Its necessity appears evident in periods like this; but since periods like this have become more frequent, there is an additional reason for having a universal PDS, selling a range of essential goods, as a permanent feature of the economy.
Put differently, a pandemic of the sort we are passing through at present, constitutes a warlike situation. Just as in a war, shortages not only arise but are created artificially through stockholding by speculators, for which universal public distribution becomes an essential antidote, likewise the current pandemic demands a universal PDS. And given the greater frequency of such pandemics, it needs to be a perennial feature of the economy.

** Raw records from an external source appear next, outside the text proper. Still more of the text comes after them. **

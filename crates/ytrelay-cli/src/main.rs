mod output;
mod relay;
mod trigger;

use chrono::NaiveDate;
use clap::{Args, Parser, Subcommand};
use tracing_subscriber::EnvFilter;
use ytrelay_core::{JobOverrides, Mode, TransportConfig};

#[derive(Debug, Parser)]
#[command(name = "ytrelay-cli")]
#[command(about = "Collect YouTube videos or comments and relay them to a webhook")]
struct Cli {
    #[command(subcommand)]
    command: Option<Commands>,
}

#[derive(Debug, Subcommand)]
enum Commands {
    /// Search videos by keyword, ranked by view count.
    Search(JobArgs),
    /// Collect the comments of one video, ranked by like count.
    Comments(JobArgs),
    /// Collect a channel's uploads, ranked by view count.
    ChannelVideos(JobArgs),
    /// Trigger a remote run through a GitHub `repository_dispatch` event.
    Dispatch {
        #[arg(value_parser = parse_mode)]
        mode: Mode,
        /// Search query, video id, or channel reference.
        target: String,
        #[arg(long, value_parser = clap::value_parser!(u32).range(1..))]
        max_results: Option<u32>,
        #[arg(long)]
        webhook_url: Option<String>,
        #[command(flatten)]
        window: PublishWindow,
    },
}

/// Search-only publish date window, inclusive, as `YYYY-MM-DD`.
#[derive(Debug, Clone, Copy, Default, Args)]
struct PublishWindow {
    #[arg(long, value_parser = ytrelay_core::parse_date_arg)]
    published_after: Option<NaiveDate>,
    #[arg(long, value_parser = ytrelay_core::parse_date_arg)]
    published_before: Option<NaiveDate>,
}

/// Positional job arguments. Anything omitted falls back to the environment.
#[derive(Debug, Clone, Default, Args)]
struct JobArgs {
    /// Search query, video id, or channel id / @handle / URL.
    target: Option<String>,
    /// Number of results to collect.
    #[arg(value_parser = clap::value_parser!(u32).range(1..))]
    count: Option<u32>,
    webhook_url: Option<String>,
    api_key: Option<String>,
    /// Items per webhook delivery batch.
    #[arg(long, value_parser = parse_batch_size)]
    batch_size: Option<usize>,
    #[command(flatten)]
    window: PublishWindow,
}

impl JobArgs {
    fn overrides(&self, mode: Option<Mode>) -> JobOverrides {
        JobOverrides {
            mode,
            target: self.target.clone(),
            count: self.count,
            webhook_url: self.webhook_url.clone(),
            api_key: self.api_key.clone(),
            published_after: self.window.published_after,
            published_before: self.window.published_before,
        }
    }
}

fn parse_mode(raw: &str) -> Result<Mode, String> {
    raw.parse::<Mode>().map_err(|e| e.to_string())
}

fn parse_batch_size(raw: &str) -> Result<usize, String> {
    match raw.trim().parse::<usize>() {
        Ok(0) => Err("batch size must be at least 1".to_string()),
        Ok(n) => Ok(n),
        Err(e) => Err(format!("invalid batch size \"{raw}\": {e}")),
    }
}

#[tokio::main]
async fn main() -> anyhow::Result<()> {
    let cli = Cli::parse();

    dotenvy::dotenv().ok();
    let config = ytrelay_core::load_app_config()?;
    let env_filter = EnvFilter::try_from_default_env()
        .or_else(|_| EnvFilter::try_new(config.log_level.clone()))?;
    tracing_subscriber::fmt().with_env_filter(env_filter).init();

    let http = ytrelay_core::build_http_client(&TransportConfig::from_app_config(&config))?;

    let (mode, args) = match cli.command {
        Some(Commands::Dispatch {
            mode,
            target,
            max_results,
            webhook_url,
            window,
        }) => {
            return trigger::run_dispatch(
                &http,
                &config,
                mode,
                &target,
                max_results,
                webhook_url.as_deref(),
                (window.published_after, window.published_before),
            )
            .await;
        }
        Some(Commands::Search(args)) => (Some(Mode::Search), args),
        Some(Commands::Comments(args)) => (Some(Mode::Comments), args),
        Some(Commands::ChannelVideos(args)) => (Some(Mode::ChannelVideos), args),
        None => (None, JobArgs::default()),
    };

    let job = ytrelay_core::load_job_config(&args.overrides(mode))?;
    let batch_size = args.batch_size.unwrap_or(config.batch_size);
    tracing::info!(?job, batch_size, "starting relay job");

    let outcome = relay::run_job(&http, &config, &job, batch_size).await?;
    output::print_outcome(&outcome);

    Ok(())
}

#[cfg(test)]
mod tests;
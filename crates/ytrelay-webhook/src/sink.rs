//! Incremental delivery: split a collection into numbered batches and send
//! them one after another.
//!
//! Delivery is best effort. A failed batch is logged and recorded in the
//! [`DeliveryReport`]; later batches are still attempted.

use std::future::Future;
use std::time::Duration;

use serde::{Deserialize, Serialize};

use crate::error::WebhookError;

/// Framing for one batch, sent to the receiver as `batch_info`.
#[derive(Debug, Clone, Copy, PartialEq, Eq, Serialize, Deserialize)]
pub struct BatchMetadata {
    /// 1-based.
    pub batch_number: usize,
    /// Items in this batch.
    pub batch_size: usize,
    pub total_batches: usize,
    pub total_items: usize,
    /// True on the last batch only.
    pub is_final_batch: bool,
}

#[derive(Debug, Clone, Copy)]
pub struct DeliveryBatch<'a, T> {
    pub metadata: BatchMetadata,
    pub items: &'a [T],
}

/// Splits `items` into consecutive batches of `batch_size`; the last one
/// holds the remainder. A `batch_size` of 0 is treated as 1.
pub fn batches<T>(items: &[T], batch_size: usize) -> impl Iterator<Item = DeliveryBatch<'_, T>> {
    let batch_size = batch_size.max(1);
    let total_batches = items.len().div_ceil(batch_size);
    let total_items = items.len();
    items
        .chunks(batch_size)
        .enumerate()
        .map(move |(index, chunk)| DeliveryBatch {
            metadata: BatchMetadata {
                batch_number: index + 1,
                batch_size: chunk.len(),
                total_batches,
                total_items,
                is_final_batch: index + 1 == total_batches,
            },
            items: chunk,
        })
}

#[derive(Debug)]
pub struct BatchFailure {
    pub batch_number: usize,
    pub batch_size: usize,
    pub error: WebhookError,
}

#[derive(Debug, Default)]
pub struct DeliveryReport {
    pub total_batches: usize,
    pub delivered_batches: usize,
    pub delivered_items: usize,
    pub failures: Vec<BatchFailure>,
}

impl DeliveryReport {
    /// True only if every batch was accepted. An empty delivery succeeds.
    #[must_use]
    pub fn succeeded(&self) -> bool {
        self.failures.is_empty()
    }
}

/// Sends `items` in batches through `send`, sleeping `delay` between sends.
///
/// Every batch is attempted in order regardless of earlier failures. Empty
/// input sends nothing and reports success.
pub async fn deliver<'a, T, F, Fut>(
    items: &'a [T],
    batch_size: usize,
    delay: Duration,
    mut send: F,
) -> DeliveryReport
where
    F: FnMut(DeliveryBatch<'a, T>) -> Fut,
    Fut: Future<Output = Result<(), WebhookError>>,
{
    let mut report = DeliveryReport {
        total_batches: items.len().div_ceil(batch_size.max(1)),
        ..DeliveryReport::default()
    };

    for batch in batches(items, batch_size) {
        let BatchMetadata {
            batch_number,
            batch_size,
            total_batches,
            is_final_batch,
            ..
        } = batch.metadata;

        if batch_number > 1 && !delay.is_zero() {
            tokio::time::sleep(delay).await;
        }

        match send(batch).await {
            Ok(()) => {
                tracing::info!(
                    batch_number,
                    total_batches,
                    batch_size,
                    is_final_batch,
                    "delivered batch"
                );
                report.delivered_batches += 1;
                report.delivered_items += batch_size;
            }
            Err(e) => {
                tracing::warn!(
                    batch_number,
                    total_batches,
                    batch_size,
                    error = %e,
                    "batch delivery failed, continuing with the next batch"
                );
                report.failures.push(BatchFailure {
                    batch_number,
                    batch_size,
                    error: e,
                });
            }
        }
    }

    report
}
//! Cursor-paged listing endpoints. Each call returns one page; driving the
//! cursor is left to [`crate::pagination::walk_pages`].

use chrono::{DateTime, NaiveDate, NaiveTime, SecondsFormat, Utc};
use serde::{Deserialize, Serialize};

use crate::error::YoutubeError;
use crate::types::{CommentThread, ListResponse, PlaylistItem, SearchResult};

use super::{YoutubeClient, COMMENT_PAGE_LIMIT, LISTING_PAGE_LIMIT};

/// Publish-time window for `search.list`. Both bounds are optional.
#[derive(Debug, Clone, Copy, Default, PartialEq, Eq, Serialize, Deserialize)]
pub struct SearchFilter {
    pub published_after: Option<DateTime<Utc>>,
    pub published_before: Option<DateTime<Utc>>,
}

impl SearchFilter {
    /// Window covering whole calendar days: from the start of `after` up to
    /// the end of `before`, both in UTC.
    #[must_use]
    pub fn from_dates(after: Option<NaiveDate>, before: Option<NaiveDate>) -> Self {
        Self {
            published_after: after.map(|d| d.and_time(NaiveTime::MIN).and_utc()),
            published_before: before
                .map(|d| d.succ_opt().unwrap_or(d).and_time(NaiveTime::MIN).and_utc()),
        }
    }

    #[must_use]
    pub fn is_empty(&self) -> bool {
        self.published_after.is_none() && self.published_before.is_none()
    }

    fn query_params(&self) -> Vec<(&'static str, String)> {
        [
            ("publishedAfter", self.published_after),
            ("publishedBefore", self.published_before),
        ]
        .into_iter()
        .filter_map(|(key, bound)| {
            bound.map(|t| (key, t.to_rfc3339_opts(SecondsFormat::Secs, true)))
        })
        .collect()
    }
}

impl YoutubeClient {
    /// One page of `search.list` for videos matching `query`, most viewed first,
    /// limited to `filter`'s publish window.
    ///
    /// # Errors
    ///
    /// - [`YoutubeError::Api`] when the API rejects the call (quota, bad key).
    /// - [`YoutubeError::Http`] on network failure.
    /// - [`YoutubeError::Deserialize`] if the body has an unexpected shape.
    pub async fn search_page(
        &self,
        query: &str,
        filter: &SearchFilter,
        max_results: usize,
        page_token: Option<&str>,
    ) -> Result<ListResponse<SearchResult>, YoutubeError> {
        let max_results = max_results.clamp(1, LISTING_PAGE_LIMIT).to_string();
        let window = filter.query_params();
        let mut params = vec![
            ("part", "snippet"),
            ("type", "video"),
            ("order", "viewCount"),
            ("q", query),
            ("maxResults", max_results.as_str()),
        ];
        params.extend(window.iter().map(|(key, value)| (*key, value.as_str())));
        if let Some(token) = page_token {
            params.push(("pageToken", token));
        }
        self.get_json("search", &params).await
    }

    /// One page of `playlistItems.list` for `playlist_id`.
    ///
    /// # Errors
    ///
    /// Same as [`Self::search_page`]; a missing playlist is reported by the
    /// API as a 404 [`YoutubeError::Api`] with reason `playlistNotFound`.
    pub async fn playlist_items_page(
        &self,
        playlist_id: &str,
        max_results: usize,
        page_token: Option<&str>,
    ) -> Result<ListResponse<PlaylistItem>, YoutubeError> {
        let max_results = max_results.clamp(1, LISTING_PAGE_LIMIT).to_string();
        let mut params = vec![
            ("part", "snippet,contentDetails"),
            ("playlistId", playlist_id),
            ("maxResults", max_results.as_str()),
        ];
        if let Some(token) = page_token {
            params.push(("pageToken", token));
        }
        self.get_json("playlistItems", &params).await
    }

    /// One page of top-level comment threads (with inline replies) for a video.
    ///
    /// # Errors
    ///
    /// Same as [`Self::search_page`]. A video with comments turned off yields
    /// a 403 [`YoutubeError::Api`] with reason `commentsDisabled`.
    pub async fn comment_threads_page(
        &self,
        video_id: &str,
        max_results: usize,
        page_token: Option<&str>,
    ) -> Result<ListResponse<CommentThread>, YoutubeError> {
        let max_results = max_results.clamp(1, COMMENT_PAGE_LIMIT).to_string();
        let mut params = vec![
            ("part", "snippet,replies"),
            ("videoId", video_id),
            ("order", "relevance"),
            ("textFormat", "plainText"),
            ("maxResults", max_results.as_str()),
        ];
        if let Some(token) = page_token {
            params.push(("pageToken", token));
        }
        self.get_json("commentThreads", &params).await
    }
}

#[cfg(test)]
mod tests {
    use super::*;

    fn date(y: i32, m: u32, d: u32) -> NaiveDate {
        NaiveDate::from_ymd_opt(y, m, d).unwrap()
    }

    #[test]
    fn empty_filter_adds_no_parameters() {
        let filter = SearchFilter::default();
        assert!(filter.is_empty());
        assert!(filter.query_params().is_empty());
    }

    #[test]
    fn dates_cover_whole_days_in_rfc3339() {
        let filter = SearchFilter::from_dates(Some(date(2024, 1, 1)), Some(date(2024, 12, 31)));
        assert_eq!(
            filter.query_params(),
            vec![
                ("publishedAfter", "2024-01-01T00:00:00Z".to_string()),
                ("publishedBefore", "2025-01-01T00:00:00Z".to_string()),
            ]
        );
    }

    #[test]
    fn single_bound_is_sent_alone() {
        let filter = SearchFilter::from_dates(None, Some(date(2024, 2, 28)));
        assert_eq!(
            filter.query_params(),
            vec![("publishedBefore", "2024-02-29T00:00:00Z".to_string())]
        );
    }
}
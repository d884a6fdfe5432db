//! Listing stubs: the per-video fields a listing call already carries before
//! any detail lookup.

use crate::pagination::Keyed;
use crate::types::{Channel, CommentThread, ListingSnippet, PlaylistItem, SearchResult, Video};

pub const SEARCH_RESULT_KIND: &str = "youtube#searchResult";
pub const PLAYLIST_ITEM_KIND: &str = "youtube#playlistItem";

/// A video as seen by `search.list` or `playlistItems.list`.
#[derive(Debug, Clone, Default)]
pub struct VideoStub {
    pub video_id: String,
    /// Kind of the listing record this stub came from.
    pub listing_kind: String,
    pub etag: Option<String>,
    pub snippet: ListingSnippet,
}

impl VideoStub {
    #[must_use]
    pub fn from_search_result(result: SearchResult) -> Self {
        Self {
            video_id: result.id.video_id.unwrap_or_default(),
            listing_kind: result
                .kind
                .unwrap_or_else(|| SEARCH_RESULT_KIND.to_string()),
            etag: result.etag,
            snippet: result.snippet.unwrap_or_default(),
        }
    }

    /// Playlist items name the video twice; `contentDetails.videoId` wins.
    /// The item's `publishedAt` is when it joined the playlist, so the video's
    /// own publish time replaces it when present.
    #[must_use]
    pub fn from_playlist_item(item: PlaylistItem) -> Self {
        let mut snippet = item.snippet.unwrap_or_default();
        let from_resource = snippet
            .resource_id
            .as_ref()
            .and_then(|r| r.video_id.clone());
        let (from_details, video_published_at) = match item.content_details {
            Some(details) => (details.video_id, details.video_published_at),
            None => (None, None),
        };
        if video_published_at.is_some() {
            snippet.published_at = video_published_at;
        }
        // For uploads the item's channel is the owner; the owner fields are
        // only set for foreign videos in curated playlists.
        if snippet.video_owner_channel_id.is_some() {
            snippet.channel_id.clone_from(&snippet.video_owner_channel_id);
            snippet
                .channel_title
                .clone_from(&snippet.video_owner_channel_title);
        }
        Self {
            video_id: from_details.or(from_resource).unwrap_or_default(),
            listing_kind: item
                .kind
                .unwrap_or_else(|| PLAYLIST_ITEM_KIND.to_string()),
            etag: item.etag,
            snippet,
        }
    }
}

impl Keyed for VideoStub {
    fn key(&self) -> Option<&str> {
        Some(self.video_id.as_str()).filter(|id| !id.is_empty())
    }
}

impl Keyed for Video {
    fn key(&self) -> Option<&str> {
        Some(self.id.as_str())
    }
}

impl Keyed for Channel {
    fn key(&self) -> Option<&str> {
        Some(self.id.as_str())
    }
}

impl Keyed for CommentThread {
    fn key(&self) -> Option<&str> {
        Some(self.id.as_str())
    }
}

#[cfg(test)]
mod tests {
    use serde_json::json;

    use super::*;

    #[test]
    fn search_result_without_video_id_has_no_key() {
        let result: SearchResult = serde_json::from_value(json!({
            "kind": "youtube#searchResult",
            "id": { "kind": "youtube#channel", "channelId": "UC123" },
            "snippet": { "title": "A channel" }
        }))
        .unwrap();
        let stub = VideoStub::from_search_result(result);
        assert_eq!(stub.key(), None);
        assert_eq!(stub.snippet.title.as_deref(), Some("A channel"));
    }

    #[test]
    fn playlist_item_prefers_content_details_video_id_and_publish_time() {
        let item: PlaylistItem = serde_json::from_value(json!({
            "kind": "youtube#playlistItem",
            "id": "PLI1",
            "snippet": {
                "publishedAt": "2024-05-02T00:00:00Z",
                "channelId": "UCowner",
                "title": "Upload",
                "resourceId": { "kind": "youtube#video", "videoId": "fromResource" }
            },
            "contentDetails": {
                "videoId": "fromDetails",
                "videoPublishedAt": "2024-05-01T12:00:00Z"
            }
        }))
        .unwrap();
        let stub = VideoStub::from_playlist_item(item);
        assert_eq!(stub.key(), Some("fromDetails"));
        assert_eq!(stub.listing_kind, PLAYLIST_ITEM_KIND);
        assert_eq!(
            stub.snippet.published_at.as_deref(),
            Some("2024-05-01T12:00:00Z")
        );
        assert_eq!(stub.snippet.channel_id.as_deref(), Some("UCowner"));
    }

    #[test]
    fn playlist_item_falls_back_to_resource_id() {
        let item: PlaylistItem = serde_json::from_value(json!({
            "snippet": { "resourceId": { "videoId": "abc" } }
        }))
        .unwrap();
        assert_eq!(VideoStub::from_playlist_item(item).key(), Some("abc"));
    }
}
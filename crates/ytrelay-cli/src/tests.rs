use std::path::PathBuf;

use ytrelay_core::{AppConfig, ShortPagePolicy};

use super::*;

/// Configuration pointing the YouTube client at `api_base_url` with no
/// delivery delay.
pub(crate) fn test_config(api_base_url: &str, output_dir: PathBuf) -> AppConfig {
    AppConfig {
        api_base_url: api_base_url.to_string(),
        request_timeout_secs: 5,
        user_agent: "ytrelay-test/0.1".to_string(),
        proxy_url: None,
        delivery_delay_ms: 0,
        page_delay_ms: 0,
        short_page_policy: ShortPagePolicy::ContinueIfCursor,
        batch_size: 100,
        output_dir,
        log_level: "info".to_string(),
        github_token: None,
        github_repository: None,
        github_api_url: "https://api.github.com".to_string(),
    }
}

#[test]
fn no_command_is_none() {
    let cli = Cli::try_parse_from(["ytrelay-cli"]).expect("expected valid cli args");
    assert!(cli.command.is_none());
}

#[test]
fn parses_search_with_all_positionals() {
    let cli = Cli::try_parse_from([
        "ytrelay-cli",
        "search",
        "HONOR 400",
        "75",
        "https://hooks.example.com/in",
        "key-123",
    ])
    .expect("expected valid cli args");

    let Some(Commands::Search(args)) = cli.command else {
        panic!("expected search command");
    };
    let overrides = args.overrides(Some(Mode::Search));
    assert_eq!(overrides.mode, Some(Mode::Search));
    assert_eq!(overrides.target.as_deref(), Some("HONOR 400"));
    assert_eq!(overrides.count, Some(75));
    assert_eq!(
        overrides.webhook_url.as_deref(),
        Some("https://hooks.example.com/in")
    );
    assert_eq!(overrides.api_key.as_deref(), Some("key-123"));
    assert!(args.batch_size.is_none());
}

#[test]
fn search_positionals_are_optional() {
    let cli = Cli::try_parse_from(["ytrelay-cli", "search"]).expect("expected valid cli args");
    assert!(matches!(
        cli.command,
        Some(Commands::Search(JobArgs {
            target: None,
            count: None,
            webhook_url: None,
            api_key: None,
            batch_size: None,
            window: PublishWindow {
                published_after: None,
                published_before: None,
            },
        }))
    ));
}

#[test]
fn parses_comments_with_count() {
    let cli = Cli::try_parse_from(["ytrelay-cli", "comments", "dQw4w9WgXcQ", "120"])
        .expect("expected valid cli args");
    assert!(matches!(
        cli.command,
        Some(Commands::Comments(JobArgs {
            target: Some(ref t),
            count: Some(120),
            ..
        })) if t == "dQw4w9WgXcQ"
    ));
}

#[test]
fn parses_channel_videos_with_batch_size() {
    let cli = Cli::try_parse_from([
        "ytrelay-cli",
        "channel-videos",
        "@mkbhd",
        "30",
        "--batch-size",
        "10",
    ])
    .expect("expected valid cli args");
    assert!(matches!(
        cli.command,
        Some(Commands::ChannelVideos(JobArgs {
            target: Some(ref t),
            count: Some(30),
            batch_size: Some(10),
            ..
        })) if t == "@mkbhd"
    ));
}

#[test]
fn zero_and_non_numeric_counts_are_rejected() {
    assert!(Cli::try_parse_from(["ytrelay-cli", "search", "q", "0"]).is_err());
    assert!(Cli::try_parse_from(["ytrelay-cli", "search", "q", "many"]).is_err());
}

#[test]
fn zero_batch_size_is_rejected() {
    assert!(Cli::try_parse_from(["ytrelay-cli", "search", "q", "--batch-size", "0"]).is_err());
    assert!(Cli::try_parse_from(["ytrelay-cli", "search", "q", "--batch-size", "x"]).is_err());
}

#[test]
fn search_publish_window_flags_reach_overrides() {
    let cli = Cli::try_parse_from([
        "ytrelay-cli",
        "search",
        "HONOR test",
        "--published-after",
        "2024-01-01",
        "--published-before",
        "2024-12-31",
    ])
    .expect("expected valid cli args");

    let Some(Commands::Search(args)) = cli.command else {
        panic!("expected search command");
    };
    let overrides = args.overrides(Some(Mode::Search));
    assert_eq!(overrides.published_after, NaiveDate::from_ymd_opt(2024, 1, 1));
    assert_eq!(overrides.published_before, NaiveDate::from_ymd_opt(2024, 12, 31));
}

#[test]
fn malformed_publish_date_flag_is_rejected() {
    let result = Cli::try_parse_from([
        "ytrelay-cli",
        "search",
        "q",
        "--published-after",
        "01/02/2024",
    ]);
    assert!(result.is_err());
}

#[test]
fn parses_dispatch_command() {
    let cli = Cli::try_parse_from([
        "ytrelay-cli",
        "dispatch",
        "channel-videos",
        "@mkbhd",
        "--max-results",
        "40",
        "--webhook-url",
        "https://hooks.example.com/in",
    ])
    .expect("expected valid cli args");
    assert!(matches!(
        cli.command,
        Some(Commands::Dispatch {
            mode: Mode::ChannelVideos,
            ref target,
            max_results: Some(40),
            webhook_url: Some(ref url),
            ..
        }) if target == "@mkbhd" && url == "https://hooks.example.com/in"
    ));
}

#[test]
fn dispatch_rejects_unknown_mode() {
    let result = Cli::try_parse_from(["ytrelay-cli", "dispatch", "playlists", "x"]);
    assert!(result.is_err());
}
use std::collections::HashMap;

use chrono::Utc;

use crate::channel_ref::parse_channel_ref;
use crate::client::{YoutubeClient, DETAIL_BATCH_MAX, LISTING_PAGE_LIMIT};
use crate::enrich::{batch_count, enrich};
use crate::entity::{ListingMetadata, VideoEntity};
use crate::error::YoutubeError;
use crate::listing::VideoStub;
use crate::merge::{merge_channel, merge_video};
use crate::pagination::{walk_pages, ListingPage};
use crate::rank::{by_view_count, rank_and_trim};

use super::{ChannelVideosContext, Collection, PipelineOptions, RunStats};

/// Collects up to `count` uploads of a channel, most viewed first.
///
/// `channel` may be a channel id, an `@handle`, or a youtube.com channel URL.
/// Only the first `count` uploads (newest first) are listed; ranking then
/// reorders those by views.
///
/// # Errors
///
/// - [`YoutubeError::InvalidChannelReference`] if `channel` cannot be parsed.
/// - [`YoutubeError::NotFound`] if no such channel exists.
/// - [`YoutubeError::NoUploadsPlaylist`] if the channel exposes no uploads.
/// - [`YoutubeError::Listing`] / [`YoutubeError::BatchDetail`] on upstream
///   failures while paging or enriching.
pub async fn collect_channel_videos(
    client: &YoutubeClient,
    channel: &str,
    count: usize,
    options: &PipelineOptions,
) -> Result<Collection<ChannelVideosContext, VideoEntity>, YoutubeError> {
    let fetched_at = Utc::now();
    let reference = parse_channel_ref(channel)?;
    tracing::info!(channel = %reference, count, "collecting channel uploads");

    let resolved = client.resolve_channel(&reference).await?;
    let channel_id = resolved.id.clone();
    let uploads = resolved
        .uploads_playlist_id()
        .map(str::to_owned)
        .ok_or_else(|| YoutubeError::NoUploadsPlaylist {
            channel_id: channel_id.clone(),
        })?;
    let channels = HashMap::from([(channel_id.clone(), resolved)]);
    tracing::debug!(channel_id = %channel_id, uploads = %uploads, "resolved uploads playlist");

    let uploads_ref = uploads.as_str();
    let walked = walk_pages(
        &options.walk(count, LISTING_PAGE_LIMIT),
        |cursor, want| async move {
            let page = client
                .playlist_items_page(uploads_ref, want, cursor.as_deref())
                .await?;
            Ok::<_, YoutubeError>(ListingPage::new(
                page.items
                    .into_iter()
                    .map(VideoStub::from_playlist_item)
                    .collect(),
                page.next_page_token,
            ))
        },
    )
    .await?;

    let videos = enrich(walked.ids.as_slice(), DETAIL_BATCH_MAX, |batch| {
        client.videos(batch)
    })
    .await?;

    let entities: Vec<VideoEntity> = walked
        .items
        .iter()
        .enumerate()
        .map(|(index, stub)| {
            let mut entity = merge_video(
                stub,
                &videos,
                &channels,
                ListingMetadata {
                    source: channel_id.clone(),
                    result_index: index + 1,
                    fetched_at,
                    listing_kind: stub.listing_kind.clone(),
                },
            );
            // Uploads always belong to the channel, even when a video's own
            // detail record is missing.
            if entity.channel.channel_id.is_empty() {
                entity.channel = merge_channel(&channel_id, &channels);
            }
            entity
        })
        .collect();

    let items = rank_and_trim(entities, by_view_count, count);
    let stats = RunStats {
        pages_fetched: walked.pages_fetched,
        detail_batches: batch_count(walked.ids.len(), DETAIL_BATCH_MAX),
        duplicates_skipped: walked.duplicates_skipped,
    };
    tracing::info!(
        channel_id = %channel_id,
        returned = items.len(),
        pages = stats.pages_fetched,
        detail_batches = stats.detail_batches,
        "channel collection complete"
    );

    Ok(Collection {
        context: ChannelVideosContext {
            channel: merge_channel(&channel_id, &channels),
            requested: count,
            returned: items.len(),
        },
        items,
        stats,
        fetched_at,
    })
}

Both a comprehensive public healthcare system and a universal public distribution system were considered important desiderata during the dirigiste regime. Neoliberalism put an end to both. It encouraged the privatisation of essential services like education and healthcare. And it insisted on inducting big private traders, including trading MNCs, into the foodgrain market. In fact the advanced countries at the WTO negotiations wanted India to virtually roll back its PDS by winding up the system of procurement; but no Indian government can dare to do that, which is why we still have a truncated PDS for only the BPL. The neoliberal regime in short, which has effected these changes, also exposes the country to frequent pandemics that demand precisely a reversal of these changes.
Indeed the overall lesson from the current pandemic is to reverse the direction in which neoliberalism has forced us, to introduce a comprehensive public healthcare system and a universal public distribution system; otherwise several precious lives will be needlessly lost.
(Prabhat Patnaik is Professor Emeritus at the Centre for Economic Studies and Planning, Jawaharlal Nehru University, New Delhi.)